The old T42 IBM Thinkpad
The good old Soviet tank, never breaks, still works, after all these years
Oldie but goldie
Imagine running Linux on this machine.
What kind of software could we run on it?
What we can realistically run on an old IBM ThinkPad T42 in 2025, and what kind of software we can use on it given that it’s a 2004 machine with:
Intel Pentium M (32-bit) CPU (~1.6–2.0 GHz), max 2 GB RAM, and IDE storage
Modern mainstream OSes like Windows 10/11 or recent Ubuntu no longer support 32-bit or such old hardware. But you can run Linux distros optimized for old PCs.
Debian (32-bit)
Still one of the most compatible current full Linux systems for old hardware.
Can use extremely lightweight desktop environments (LXDE, XFCE, Fluxbox).
Works better with RAM maxed (2 GB).
antiX
Specifically targeted at very old PCs (including 32-bit Pentium machines).
Very low memory use and surprisingly responsive for basic tasks.
MX Linux (32-bit) or similar lightweight distros
User-friendly Debian-based distros that can still run on 32-bit machines.
Haiku OS
A modern hobby OS inspired by BeOS that supports older hardware.
Not mainstream, but people report it running on similar ThinkPads.
Browsers are hopelessly outdated.
Once we have installed a 32-bit capable Linux we can intall and run lightweight browsers such as SeaMonkey or very minimal browsers (e.g., Dillo, Midori, Surf).
Office
LibreOffice is often slow on big documents.

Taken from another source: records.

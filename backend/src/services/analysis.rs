//! AI analysis of dashboard figures
//!
//! Summarizes a dashboard payload into a Thai prompt and asks the text
//! generator for a written business analysis.

use serde::Serialize;
use validator::Validate;

use shared::{
    format_amount, AnalyzeDashboardRequest, DashboardAnalysis, IncomeBucketSummary,
    TopProductSummary,
};

use crate::error::{AppError, AppResult};
use crate::external::TextGenerator;

const NO_TOP_PRODUCTS: &str = "ไม่มีข้อมูลสินค้าขายดี";
const NO_INCOME_SERIES: &str = "ไม่มีข้อมูลรายได้รายเดือน";

/// Analysis service
pub struct AnalysisService<'a, G> {
    generator: Option<&'a G>,
}

/// Compact series entry embedded in the prompt
#[derive(Debug, Serialize)]
struct SeriesPromptEntry<'a> {
    month: &'a str,
    online: String,
    sale: String,
    total_income: String,
}

impl<'a, G: TextGenerator> AnalysisService<'a, G> {
    pub fn new(generator: Option<&'a G>) -> Self {
        Self { generator }
    }

    /// Fail fast when no generator is configured
    pub fn ensure_configured(&self) -> AppResult<&'a G> {
        self.generator.ok_or(AppError::AiNotConfigured)
    }

    /// Validate the dashboard figures and generate the analysis
    pub async fn analyze(&self, request: AnalyzeDashboardRequest) -> AppResult<DashboardAnalysis> {
        let generator = self.ensure_configured()?;
        request.validate()?;

        let prompt = build_analysis_prompt(&request)?;
        tracing::debug!(prompt_chars = prompt.chars().count(), "Requesting dashboard analysis");

        let analysis = generator.generate(&prompt).await?;
        Ok(DashboardAnalysis { analysis })
    }
}

/// Fill the fixed prompt template with the dashboard figures
pub fn build_analysis_prompt(request: &AnalyzeDashboardRequest) -> AppResult<String> {
    let total_revenue = format_amount(request.total_all_income.unwrap_or_default());
    let top_books = summarize_top_products(request.top_products.as_deref());
    let income_series = summarize_income_series(request.monthly_income.as_deref())?;

    Ok(format!(
        "คุณคือผู้เชี่ยวชาญด้านการวิเคราะห์ธุรกิจ ช่วยวิเคราะห์ข้อมูลการขายนี้เพื่อหาแนวโน้ม, จุดแข็ง, จุดอ่อน, และให้คำแนะนำเชิงกลยุทธ์ในอนาคต

**ข้อมูลปัจจุบัน (ทั้งหมดในสกุลเงินบาท):**
- รายได้รวมทั้งหมด: {total_revenue} บาท
- สินค้าขายดี 5 อันดับแรก: {top_books}
- ข้อมูลรายได้รายเดือน/รายวัน: {income_series}

โปรดเขียนบทวิเคราะห์เป็นภาษาไทยอย่างละเอียดในลักษณะเป็นมืออาชีพ ความยาวประมาณ 4-5 ย่อหน้า โดยเน้นไปที่:
1. แนวโน้มรายได้ (Revenue Trends) และสุขภาพทางการเงินโดยรวม
2. การวิเคราะห์สินค้าขายดี (Top Sellers) และโอกาสในการทำ Cross-sell หรือ Up-sell
3. คำแนะนำเชิงกลยุทธ์สำหรับการเติบโตของยอดขายและผลกำไรในไตรมาสถัดไป
4. จุดที่น่ากังวลหรือควรปรับปรุง
"
    ))
}

fn summarize_top_products(products: Option<&[TopProductSummary]>) -> String {
    match products {
        Some(products) if !products.is_empty() => products
            .iter()
            .map(|p| {
                format!(
                    "{} (ขาย {} ชิ้น, รายได้ {} บาท)",
                    p.name,
                    p.total_sold,
                    format_amount(p.total_revenue)
                )
            })
            .collect::<Vec<_>>()
            .join("; "),
        _ => NO_TOP_PRODUCTS.to_string(),
    }
}

fn summarize_income_series(series: Option<&[IncomeBucketSummary]>) -> AppResult<String> {
    match series {
        Some(series) if !series.is_empty() => {
            let entries: Vec<SeriesPromptEntry> = series
                .iter()
                .map(|bucket| SeriesPromptEntry {
                    month: &bucket.month,
                    online: format_amount(bucket.online_income),
                    sale: format_amount(bucket.sale_income),
                    total_income: format_amount(bucket.income),
                })
                .collect();
            serde_json::to_string(&entries)
                .map_err(|e| AppError::Internal(format!("Failed to encode income series: {}", e)))
        }
        _ => Ok(NO_INCOME_SERIES.to_string()),
    }
}

#[cfg(test)]
mod tests {
    use super::*;
    use rust_decimal::Decimal;
    use std::sync::atomic::{AtomicUsize, Ordering};
    use std::sync::Mutex;

    struct MockGenerator {
        calls: AtomicUsize,
        last_prompt: Mutex<Option<String>>,
        fail: bool,
    }

    impl MockGenerator {
        fn new(fail: bool) -> Self {
            Self {
                calls: AtomicUsize::new(0),
                last_prompt: Mutex::new(None),
                fail,
            }
        }
    }

    impl TextGenerator for MockGenerator {
        async fn generate(&self, prompt: &str) -> AppResult<String> {
            self.calls.fetch_add(1, Ordering::SeqCst);
            *self.last_prompt.lock().unwrap() = Some(prompt.to_string());
            if self.fail {
                Err(AppError::AiProviderUnavailable("503 overloaded".to_string()))
            } else {
                Ok("ยอดขายเติบโตอย่างต่อเนื่อง".to_string())
            }
        }
    }

    fn sample_request() -> AnalyzeDashboardRequest {
        AnalyzeDashboardRequest {
            total_all_income: Some(Decimal::new(12345675, 1)),
            top_products: Some(vec![TopProductSummary {
                name: "แฮร์รี่ พอตเตอร์".to_string(),
                total_sold: 12,
                total_revenue: Decimal::from(4200),
            }]),
            monthly_income: Some(vec![IncomeBucketSummary {
                month: "ม.ค.".to_string(),
                online_income: Decimal::from(1000),
                sale_income: Decimal::from(2500),
                income: Decimal::from(3500),
            }]),
        }
    }

    #[test]
    fn test_prompt_contains_formatted_figures() {
        let prompt = build_analysis_prompt(&sample_request()).unwrap();
        assert!(prompt.contains("รายได้รวมทั้งหมด: 1,234,567.5 บาท"));
        assert!(prompt.contains("แฮร์รี่ พอตเตอร์ (ขาย 12 ชิ้น, รายได้ 4,200 บาท)"));
        assert!(prompt.contains(
            r#"[{"month":"ม.ค.","online":"1,000","sale":"2,500","total_income":"3,500"}]"#
        ));
        assert!(prompt.contains("4-5 ย่อหน้า"));
    }

    #[test]
    fn test_prompt_fallbacks_for_missing_data() {
        let prompt = build_analysis_prompt(&AnalyzeDashboardRequest::default()).unwrap();
        assert!(prompt.contains("รายได้รวมทั้งหมด: 0 บาท"));
        assert!(prompt.contains(NO_TOP_PRODUCTS));
        assert!(prompt.contains(NO_INCOME_SERIES));

        let empty = AnalyzeDashboardRequest {
            top_products: Some(Vec::new()),
            monthly_income: Some(Vec::new()),
            ..Default::default()
        };
        let prompt = build_analysis_prompt(&empty).unwrap();
        assert!(prompt.contains(NO_TOP_PRODUCTS));
        assert!(prompt.contains(NO_INCOME_SERIES));
    }

    #[test]
    fn test_top_products_joined_with_semicolons() {
        let products = [
            TopProductSummary {
                name: "A".to_string(),
                total_sold: 2,
                total_revenue: Decimal::from(10),
            },
            TopProductSummary {
                name: "B".to_string(),
                total_sold: 1,
                total_revenue: Decimal::from(5),
            },
        ];
        assert_eq!(
            summarize_top_products(Some(&products)),
            "A (ขาย 2 ชิ้น, รายได้ 10 บาท); B (ขาย 1 ชิ้น, รายได้ 5 บาท)"
        );
    }

    #[tokio::test]
    async fn test_analyze_without_generator_makes_no_call() {
        let service = AnalysisService::<MockGenerator>::new(None);
        let result = service.analyze(sample_request()).await;
        assert!(matches!(result, Err(AppError::AiNotConfigured)));
    }

    #[tokio::test]
    async fn test_analyze_returns_generated_text() {
        let generator = MockGenerator::new(false);
        let service = AnalysisService::new(Some(&generator));

        let analysis = service.analyze(sample_request()).await.unwrap();
        assert_eq!(analysis.analysis, "ยอดขายเติบโตอย่างต่อเนื่อง");
        assert_eq!(generator.calls.load(Ordering::SeqCst), 1);

        let prompt = generator.last_prompt.lock().unwrap().clone().unwrap();
        assert!(prompt.contains("1,234,567.5"));
    }

    #[tokio::test]
    async fn test_analyze_rejects_invalid_figures_before_calling() {
        let generator = MockGenerator::new(false);
        let service = AnalysisService::new(Some(&generator));

        let mut request = sample_request();
        request.total_all_income = Some(Decimal::from(-1));

        let result = service.analyze(request).await;
        assert!(matches!(result, Err(AppError::ValidationError(_))));
        assert_eq!(generator.calls.load(Ordering::SeqCst), 0);
    }

    #[tokio::test]
    async fn test_analyze_propagates_provider_failure() {
        let generator = MockGenerator::new(true);
        let service = AnalysisService::new(Some(&generator));

        let result = service.analyze(sample_request()).await;
        assert!(matches!(result, Err(AppError::AiProviderUnavailable(_))));
    }
}
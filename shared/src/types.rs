//! Common types and display helpers used across the dashboard

use rust_decimal::{Decimal, RoundingStrategy};

/// Fraction digits shown for money in summaries and prompts
pub const AMOUNT_DISPLAY_DECIMALS: u32 = 2;

/// Format a money amount with thousands separators, e.g. `1234567.5` becomes
/// `1,234,567.5`. Trailing fraction zeros are dropped.
pub fn format_amount(value: Decimal) -> String {
    let rounded = value
        .round_dp_with_strategy(AMOUNT_DISPLAY_DECIMALS, RoundingStrategy::MidpointAwayFromZero)
        .normalize();
    if rounded.is_zero() {
        return "0".to_string();
    }

    let text = rounded.abs().to_string();
    let (integer, fraction) = match text.split_once('.') {
        Some((integer, fraction)) => (integer, Some(fraction)),
        None => (text.as_str(), None),
    };

    let mut formatted = String::with_capacity(text.len() + text.len() / 3 + 1);
    if rounded.is_sign_negative() {
        formatted.push('-');
    }
    formatted.push_str(&group_thousands(integer));
    if let Some(fraction) = fraction {
        formatted.push('.');
        formatted.push_str(fraction);
    }
    formatted
}

fn group_thousands(digits: &str) -> String {
    let len = digits.len();
    let mut grouped = String::with_capacity(len + len / 3);
    for (i, c) in digits.chars().enumerate() {
        if i > 0 && (len - i) % 3 == 0 {
            grouped.push(',');
        }
        grouped.push(c);
    }
    grouped
}

#[cfg(test)]
mod tests {
    use super::*;
    use std::str::FromStr;

    fn dec(s: &str) -> Decimal {
        Decimal::from_str(s).unwrap()
    }

    #[test]
    fn test_format_amount_grouping() {
        assert_eq!(format_amount(dec("0")), "0");
        assert_eq!(format_amount(dec("999")), "999");
        assert_eq!(format_amount(dec("1000")), "1,000");
        assert_eq!(format_amount(dec("1234567.5")), "1,234,567.5");
        assert_eq!(format_amount(dec("100000")), "100,000");
    }

    #[test]
    fn test_format_amount_rounding() {
        assert_eq!(format_amount(dec("12.345")), "12.35");
        assert_eq!(format_amount(dec("12.50")), "12.5");
        assert_eq!(format_amount(dec("0.004")), "0");
    }

    #[test]
    fn test_format_amount_negative() {
        assert_eq!(format_amount(dec("-2500.25")), "-2,500.25");
    }
}
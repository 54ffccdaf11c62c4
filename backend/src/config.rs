//! Configuration management for the bookstore dashboard service
//!
//! Supports hierarchical configuration loading:
//! 1. Default values in code
//! 2. Configuration files (development.toml, production.toml)
//! 3. Environment variable overrides with BOOKSTORE_ prefix

use config::{ConfigError, Environment, File};
use serde::Deserialize;

/// Main application configuration
#[derive(Debug, Deserialize, Clone)]
pub struct Config {
    /// Current environment (development, production)
    pub environment: String,

    /// Server configuration
    pub server: ServerConfig,

    /// Database configuration
    pub database: DatabaseConfig,

    /// Gemini text generation configuration
    pub gemini: GeminiConfig,

    /// Dashboard query configuration
    pub dashboard: DashboardConfig,
}

#[derive(Debug, Deserialize, Clone)]
pub struct ServerConfig {
    /// Server port
    pub port: u16,

    /// Server host
    pub host: String,
}

#[derive(Debug, Deserialize, Clone)]
pub struct DatabaseConfig {
    /// PostgreSQL connection URL
    pub url: String,

    /// Maximum number of connections in the pool
    pub max_connections: u32,

    /// Minimum number of connections in the pool
    pub min_connections: u32,
}

#[derive(Debug, Deserialize, Clone)]
pub struct GeminiConfig {
    /// API key; analysis is disabled when unset
    #[serde(default)]
    pub api_key: Option<String>,

    /// Model identifier
    pub model: String,

    /// API base URL
    pub base_url: String,

    /// Sampling temperature
    pub temperature: f32,

    /// Per-request timeout in seconds
    pub timeout_secs: u64,

    /// Retries after the first attempt for transient failures
    pub max_retries: u32,

    /// Delay before the first retry, doubled on each further retry
    pub retry_base_delay_ms: u64,
}

#[derive(Debug, Deserialize, Clone)]
pub struct DashboardConfig {
    /// Upper bound on series buckets queried at the same time
    pub max_concurrent_buckets: usize,

    /// Number of books in the top products ranking
    pub top_products_limit: usize,
}

impl GeminiConfig {
    /// The configured key, ignoring blank values
    pub fn api_key(&self) -> Option<&str> {
        self.api_key
            .as_deref()
            .map(str::trim)
            .filter(|key| !key.is_empty())
    }
}

impl Config {
    /// Load configuration from files and environment variables
    pub fn load() -> Result<Self, ConfigError> {
        let environment =
            std::env::var("BOOKSTORE_ENVIRONMENT").unwrap_or_else(|_| "development".into());

        let mut builder = Self::defaults(&environment)?
            // Load environment-specific config file
            .add_source(File::with_name(&format!("config/{}", environment)).required(false))
            // Override with environment variables (BOOKSTORE_ prefix)
            .add_source(
                Environment::with_prefix("BOOKSTORE")
                    .separator("__")
                    .try_parsing(true),
            );

        // The conventional Gemini variable works without the prefix
        if let Ok(api_key) = std::env::var("GEMINI_API_KEY") {
            builder = builder.set_override("gemini.api_key", api_key)?;
        }

        builder.build()?.try_deserialize()
    }

    fn defaults(
        environment: &str,
    ) -> Result<config::ConfigBuilder<config::builder::DefaultState>, ConfigError> {
        config::Config::builder()
            .set_default("environment", environment)?
            .set_default("server.port", 3000)?
            .set_default("server.host", "0.0.0.0")?
            .set_default("database.max_connections", 10)?
            .set_default("database.min_connections", 2)?
            .set_default("gemini.model", "gemini-2.5-pro")?
            .set_default("gemini.base_url", "https://generativelanguage.googleapis.com")?
            .set_default("gemini.temperature", 0.5)?
            .set_default("gemini.timeout_secs", 60)?
            .set_default("gemini.max_retries", 3)?
            .set_default("gemini.retry_base_delay_ms", 1000)?
            .set_default("dashboard.max_concurrent_buckets", 8)?
            .set_default("dashboard.top_products_limit", 5)
    }
}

It is better to use lighter editors like AbiWord, Gnumeric and Vim or Emacs for text.
Media
mpv for local video and music playback at low resolutions
Retro Emulation
DOSBox is excellent for classic DOS games and software.
Development
Lightweight editors (Vim, Nano)
Possibly compile small C projects, scripts, LaTeX editing might usable if OK with slow compile times.
Network Clients
Email clients like Claws Mail or lightweight IM clients.
Use a lightweight window manager (Fluxbox, Openbox) instead of full desktops.
In 2025, a T42 won’t be a modern productivity or daily web machine but it’s still useful.
Lightweight Linux OS
Simple web browsing
Local media playback
Retro computing and DOS games
Text editing, LaTeX, basic coding
Email and office documents
It is not suitable for heavy browsing, modern web apps, or mainstream modern software.
If we want to revive it, we must choose a lightweight 32-bit Linux distro and maximize the RAM for a decent experience.
Use a lightweight window manager (Fluxbox, Openbox) instead of full desktops.
Enjoy #linux





Well, that was exciting. See you in the next one!